- [PROVIDED RECORDS]:
//! Cell-grid to PNG rasterization.

use std::io::Cursor;

use font8x8::{UnicodeFonts, BASIC_FONTS, BLOCK_FONTS, BOX_FONTS, GREEK_FONTS, LATIN_FONTS};
use image::{ImageFormat, Rgb as Pixel, RgbImage};
use tracing::debug;

use termview_core::{dim_rgb, CellRecord, Dimensions, Error, Result, Rgb, DEFAULT_BG};

use crate::config::RenderConfig;

/// Vertical offset applied to glyph tops so ascenders are not clipped.
const GLYPH_TOP_OFFSET: u32 = 2;

/// Look up the 8x8 bitmap for a character across the available pages.
fn glyph(ch: char) -> Option<[u8; 8]> {
    BASIC_FONTS
        .get(ch)
        .or_else(|| LATIN_FONTS.get(ch))
        .or_else(|| BOX_FONTS.get(ch))
        .or_else(|| BLOCK_FONTS.get(ch))
        .or_else(|| GREEK_FONTS.get(ch))
}

fn pixel(color: Rgb) -> Pixel<u8> {
    Pixel([color.r, color.g, color.b])
}

/// Canvas size in pixels for a window under the given configuration,
/// clamped to at least 1x1.
pub fn canvas_size(window: Dimensions, config: &RenderConfig) -> (u32, u32) {
    let width = (window.cols as f32 * config.cell_width + 2.0 * config.padding).ceil() as u32;
    let height = (window.rows as f32 * config.cell_height + 2.0 * config.padding).ceil() as u32;
    (width.max(1), height.max(1))
}

/// Render a snapshot cell matrix to PNG bytes.
///
/// The canvas is `ceil(cols*cell_width + 2*padding)` by
/// `ceil(rows*cell_height + 2*padding)` pixels, clamped to at least
/// 1x1 so an empty window still produces a valid image. Output bytes
/// grow with the window for non-degenerate inputs.
pub fn render(
    records: &[Vec<CellRecord>],
    window: Dimensions,
    config: &RenderConfig,
) -> Result<Vec<u8>> {
    let (width, height) = canvas_size(window, config);

    debug!(
        "Rendering {}x{} cells to {}x{} px",
        window.cols, window.rows, width, height
    );

    let mut canvas = RgbImage::from_pixel(width, height, pixel(DEFAULT_BG));

    for (row_idx, row) in records.iter().enumerate().take(window.rows as usize) {
        for (col_idx, record) in row.iter().enumerate().take(window.cols as usize) {
            let x0 = (config.padding + col_idx as f32 * config.cell_width) as u32;
            let y0 = (config.padding + row_idx as f32 * config.cell_height) as u32;
            draw_cell(&mut canvas, record, x0, y0, config);
        }
    }

    let mut bytes = Vec::new();
    canvas
        .write_to(&mut Cursor::new(&mut bytes), ImageFormat::Png)
        .map_err(|e| Error::Render(format!("PNG encoding failed: {e}")))?;
    Ok(bytes)
}

/// Draw one cell: background, glyph, then decoration strokes.
fn draw_cell(canvas: &mut RgbImage, record: &CellRecord, x0: u32, y0: u32, config: &RenderConfig) {
    let cell_w = config.cell_width.ceil() as u32;
    let cell_h = config.cell_height.ceil() as u32;

    // The inverse swap happens exactly here, once per cell.
    let (fg, bg) = record.effective_colors();
    let fg = if record.dim { dim_rgb(fg) } else { fg };

    if bg != DEFAULT_BG {
        fill_rect(canvas, x0, y0, cell_w, cell_h, bg);
    }

    if record.ch != ' ' {
        // Unknown characters render as a filled block so their presence
        // is still visible.
        let bitmap = glyph(record.ch).unwrap_or([0xff; 8]);
        draw_glyph(canvas, &bitmap, record, fg, x0, y0, cell_w, cell_h);
    }

    if record.underline && cell_h > 2 {
        stroke_row(canvas, x0, y0 + cell_h - 2, cell_w, fg);
    }
    if record.strikethrough {
        stroke_row(canvas, x0, y0 + cell_h / 2, cell_w, fg);
    }
}

/// Draw an 8x8 bitmap scaled into the cell box below the top offset.
#[allow(clippy::too_many_arguments)]
fn draw_glyph(
    canvas: &mut RgbImage,
    bitmap: &[u8; 8],
    record: &CellRecord,
    fg: Rgb,
    x0: u32,
    y0: u32,
    cell_w: u32,
    cell_h: u32,
) {
    let glyph_h = cell_h.saturating_sub(GLYPH_TOP_OFFSET).max(1);
    let color = pixel(fg);

    for py in 0..glyph_h {
        let gy = ((py * 8) / glyph_h).min(7) as usize;
        // Italic: shear the top half of the glyph one pixel right.
        let shear = if record.italic && gy < 4 { 1 } else { 0 };

        for px in 0..cell_w {
            let gx = ((px * 8) / cell_w.max(1)).min(7);
            if (bitmap[gy] >> gx) & 1 == 0 {
                continue;
            }

            let x = x0 + px + shear;
            let y = y0 + py + GLYPH_TOP_OFFSET;
            put(canvas, x, y, color);
            if record.bold {
                // Double-strike for weight.
                put(canvas, x + 1, y, color);
            }
        }
    }
}

fn fill_rect(canvas: &mut RgbImage, x0: u32, y0: u32, w: u32, h: u32, color: Rgb) {
    let color = pixel(color);
    for y in y0..y0.saturating_add(h) {
        for x in x0..x0.saturating_add(w) {
            put(canvas, x, y, color);
        }
    }
}

fn stroke_row(canvas: &mut RgbImage, x0: u32, y: u32, w: u32, color: Rgb) {
    let color = pixel(color);
    for x in x0..x0.saturating_add(w) {
        put(canvas, x, y, color);
    }
}

/// Bounds-checked pixel write.
fn put(canvas: &mut RgbImage, x: u32, y: u32, color: Pixel<u8>) {
    if x < canvas.width() && y < canvas.height() {
        canvas.put_pixel(x, y, color);
    }
}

- [WHAT IS BEING ASKED]:
Scan the data above and report each line in which "least" is present.

- [RESPONSE]:
/// clamped to at least 1x1.
/// `ceil(rows*cell_height + 2*padding)` pixels, clamped to at least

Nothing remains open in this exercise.